Catching TURN bugs with monitoring

Philipp Hancke
Sep 23, 2016 · 2 min read

I spent quite some time data nerding recently. It is my spare time project, and doing so helps me filing bugs. One example of the results I get from this is a recent regression in Firefox 47 on Linux that affected how Firefox gathers TURN/TCP candidates. The bugzilla entry has the full story including the rapid response by Mozilla (thanks Nils for fixing it).

One evening I pasted the following snippet into the JS console:

var pc = new RTCPeerConnection({iceServers: [{urls: 'turn:turn.appear.in:443?transport=tcp], username: ..., credential: ...});
pc.onicecandidate = function(event) {
console.log(event.candidate ? event.candidate.candidate : null);
};
pc.createOffer({offerToReceiveAudio: 1})
.then((offer) => pc.setLocalDescription(offer));

What this does is that it creates a peerconnection and gather TURN candidates from one of our TURN servers. Now… it didn’t work on my Linux machine. I grabbed another machine (Windows) and it worked just fine. On the Linux machine it worked when specifying the IP address instead of the hostname. Maybe it’s just me?
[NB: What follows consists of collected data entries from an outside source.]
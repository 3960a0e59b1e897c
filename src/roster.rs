//! Batches and their students.

use crate::error::AttendError;
use crate::model::{Batch, NewStudent, Student};
use crate::store::{self, RecordStore};
use chrono::Utc;
use uuid::Uuid;

/// Roster text beyond this many characters is ignored on import.
pub const IMPORT_TEXT_LIMIT: usize = 15_000;

fn non_empty(v: Option<String>) -> Option<String> {
    v.map(|s| s.trim().to_string()).filter(|s| !s.is_empty())
}

pub fn list_batches(store: &dyn RecordStore) -> Result<Vec<Batch>, AttendError> {
    Ok(store::get::<Batch>(store)?)
}

pub fn find_batch(store: &dyn RecordStore, batch_id: &str) -> Result<Batch, AttendError> {
    list_batches(store)?
        .into_iter()
        .find(|b| b.id == batch_id)
        .ok_or_else(|| AttendError::not_found("batch", batch_id))
}

pub fn create_batch(
    store: &dyn RecordStore,
    name: &str,
    description: Option<String>,
) -> Result<Batch, AttendError> {
    let name = name.trim();
    if name.is_empty() {
        return Err(AttendError::Validation("name must not be empty".to_string()));
    }
    let batch = Batch {
        id: Uuid::new_v4().to_string(),
        name: name.to_string(),
        description: non_empty(description),
        created_at: Utc::now().to_rfc3339(),
    };
    let mut batches = list_batches(store)?;
    batches.push(batch.clone());
    store::put(store, &batches)?;
    tracing::info!(batch_id = %batch.id, name = %batch.name, "batch created");
    Ok(batch)
}

pub fn all_students(store: &dyn RecordStore) -> Result<Vec<Student>, AttendError> {
    Ok(store::get::<Student>(store)?)
}

/// Students of one batch in roster order.
pub fn list_students(store: &dyn RecordStore, batch_id: &str) -> Result<Vec<Student>, AttendError> {
    Ok(all_students(store)?
        .into_iter()
        .filter(|s| s.batch_id == batch_id)
        .collect())
}

pub fn add_students(
    store: &dyn RecordStore,
    batch_id: &str,
    new_students: Vec<NewStudent>,
) -> Result<Vec<Student>, AttendError> {
    find_batch(store, batch_id)?;
    let mut created = Vec::with_capacity(new_students.len());
    for (i, ns) in new_students.into_iter().enumerate() {
        let name = ns.name.trim().to_string();
        if name.is_empty() {
            return Err(AttendError::Validation(format!(
                "student {} has an empty name",
                i + 1
            )));
        }
        created.push(Student {
            id: Uuid::new_v4().to_string(),
            name,
            email: non_empty(ns.email),
            photo_url: non_empty(ns.photo_url),
            batch_id: batch_id.to_string(),
        });
    }
    if created.is_empty() {
        return Ok(created);
    }
    let mut all = store::get::<Student>(store)?;
    all.extend(created.iter().cloned());
    store::put(store, &all)?;
    tracing::info!(batch_id, count = created.len(), "students added");
    Ok(created)
}

pub fn update_student_photo(
    store: &dyn RecordStore,
    student_id: &str,
    photo_url: &str,
) -> Result<(), AttendError> {
    let mut all = store::get::<Student>(store)?;
    let Some(student) = all.iter_mut().find(|s| s.id == student_id) else {
        return Err(AttendError::not_found("student", student_id));
    };
    student.photo_url = non_empty(Some(photo_url.to_string()));
    store::put(store, &all)?;
    Ok(())
}

fn clean_cell(cell: &str) -> &str {
    cell.trim().trim_matches(|c| c == '"' || c == '\'').trim()
}

/// Parse pasted CSV or plain text into students, one per line.
pub fn parse_roster_text(text: &str) -> Vec<NewStudent> {
    let text: String = text.chars().take(IMPORT_TEXT_LIMIT).collect();
    let mut out = Vec::new();
    for (line_no, line) in text.lines().enumerate() {
        let cells: Vec<&str> = line
            .split([',', '\t', ';'])
            .map(clean_cell)
            .filter(|c| !c.is_empty())
            .collect();
        if cells.is_empty() {
            continue;
        }
        if line_no == 0 && cells[0].eq_ignore_ascii_case("name") {
            continue;
        }
        let email = cells.iter().find(|c| c.contains('@')).map(|c| c.to_string());
        let Some(name) = cells.iter().find(|c| !c.contains('@')) else {
            continue;
        };
        out.push(NewStudent {
            name: name.to_string(),
            email,
            photo_url: None,
        });
    }
    out
}

#[cfg(test)]
mod tests {
    use super::*;
    use crate::store::MemoryStore;

    fn named(name: &str) -> NewStudent {
        NewStudent {
            name: name.to_string(),
            ..Default::default()
        }
    }

    #[test]
    fn create_batch_trims_and_rejects_empty_names() {
        let store = MemoryStore::new();
        let b = create_batch(&store, "  CS 2024 - A ", Some("  ".to_string())).expect("create");
        assert_eq!(b.name, "CS 2024 - A");
        assert_eq!(b.description, None);
        assert!(matches!(
            create_batch(&store, "   ", None),
            Err(AttendError::Validation(_))
        ));
        assert_eq!(list_batches(&store).expect("list").len(), 1);
    }

    #[test]
    fn batch_ids_are_unique() {
        let store = MemoryStore::new();
        let a = create_batch(&store, "A", None).expect("a");
        let b = create_batch(&store, "B", None).expect("b");
        assert_ne!(a.id, b.id);
    }

    #[test]
    fn students_keep_roster_order_and_stay_in_their_batch() {
        let store = MemoryStore::new();
        let a = create_batch(&store, "A", None).expect("a");
        let b = create_batch(&store, "B", None).expect("b");
        add_students(&store, &a.id, vec![named("Zed"), named("Amy")]).expect("add a");
        add_students(&store, &b.id, vec![named("Bob")]).expect("add b");
        add_students(&store, &a.id, vec![named("Cal")]).expect("add a again");

        let names: Vec<String> = list_students(&store, &a.id)
            .expect("list")
            .into_iter()
            .map(|s| s.name)
            .collect();
        assert_eq!(names, vec!["Zed", "Amy", "Cal"]);
        assert_eq!(list_students(&store, &b.id).expect("list").len(), 1);
    }

    #[test]
    fn add_students_requires_existing_batch() {
        let store = MemoryStore::new();
        let e = add_students(&store, "nope", vec![named("Amy")]).unwrap_err();
        assert_eq!(e.code(), "not_found");
    }

    #[test]
    fn photo_update_is_last_write_wins() {
        let store = MemoryStore::new();
        let a = create_batch(&store, "A", None).expect("a");
        let s = add_students(&store, &a.id, vec![named("Amy")]).expect("add");
        update_student_photo(&store, &s[0].id, "data:one").expect("first");
        update_student_photo(&store, &s[0].id, "data:two").expect("second");
        let stored = list_students(&store, &a.id).expect("list");
        assert_eq!(stored[0].photo_url.as_deref(), Some("data:two"));
        assert!(matches!(
            update_student_photo(&store, "missing", "x"),
            Err(AttendError::NotFound { .. })
        ));
    }

    #[test]
    fn parse_roster_text_handles_header_emails_and_separators() {
        let text = "Name,Email\n\"Ada Lovelace\", ada@example.com\n\nalan@example.com;Alan Turing\nGrace Hopper\t\n";
        let parsed = parse_roster_text(text);
        assert_eq!(parsed.len(), 3);
        assert_eq!(parsed[0].name, "Ada Lovelace");
        assert_eq!(parsed[0].email.as_deref(), Some("ada@example.com"));
        assert_eq!(parsed[1].name, "Alan Turing");
        assert_eq!(parsed[1].email.as_deref(), Some("alan@example.com"));
        assert_eq!(parsed[2].name, "Grace Hopper");
        assert_eq!(parsed[2].email, None);
    }

    #[test]
    fn parse_roster_text_skips_email_only_lines() {
        let parsed = parse_roster_text("only@example.com\nRealName\n");
        assert_eq!(parsed.len(), 1);
        assert_eq!(parsed[0].name, "RealName");
    }
}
Checking our platform metrics (specifically gatheredTURNTCP from previous blog posts) it turned out that on Linux only very, very few Firefox calls gathered a TURN/TCP candidate. The failure rate was about 90%. On Windows and OSX it is less than five percent. Clearly something is wrong here. Quite hard to detect since we have a pretty low number of Firefox calls and the number of Linux users that also require TURN/TCP to work… the fraction of a fraction of a fraction of a pie. But if the pie is big enough…

This is the point where I filed a bug and poked people on IRC. The #media channel on irc.mozilla.org gives you pretty good response times. After some back and forth in the bug tracker it turned out to be a regression which surfaced in Firefox 47. In hindsight, this turned out to be very visible. Kudos to getstats.io for providing us with the data for this graph:

The error rate for Firefox 46 on Linux (shown in blue) is pretty normal. When Firefox 47 rolls out around June 7th we see a pretty constant error rate of roughly 100% on Linux (orange). On Windows, the error rates for Firefox 46 and 47 are similar. Note that this does not mean that the call failed. Just that no TURN/TCP candidate was gathered.

It took almost two months to get this reported back to Mozilla from the point where was visible in this graph. But as a wise data scientist (hi Eric!) once told me: “I can’t have you and Gustavo look at graphs all day”.

Yet another example of how monitoring WebRTC improves your service. Success in that field is measured in bug reports to the browser vendors.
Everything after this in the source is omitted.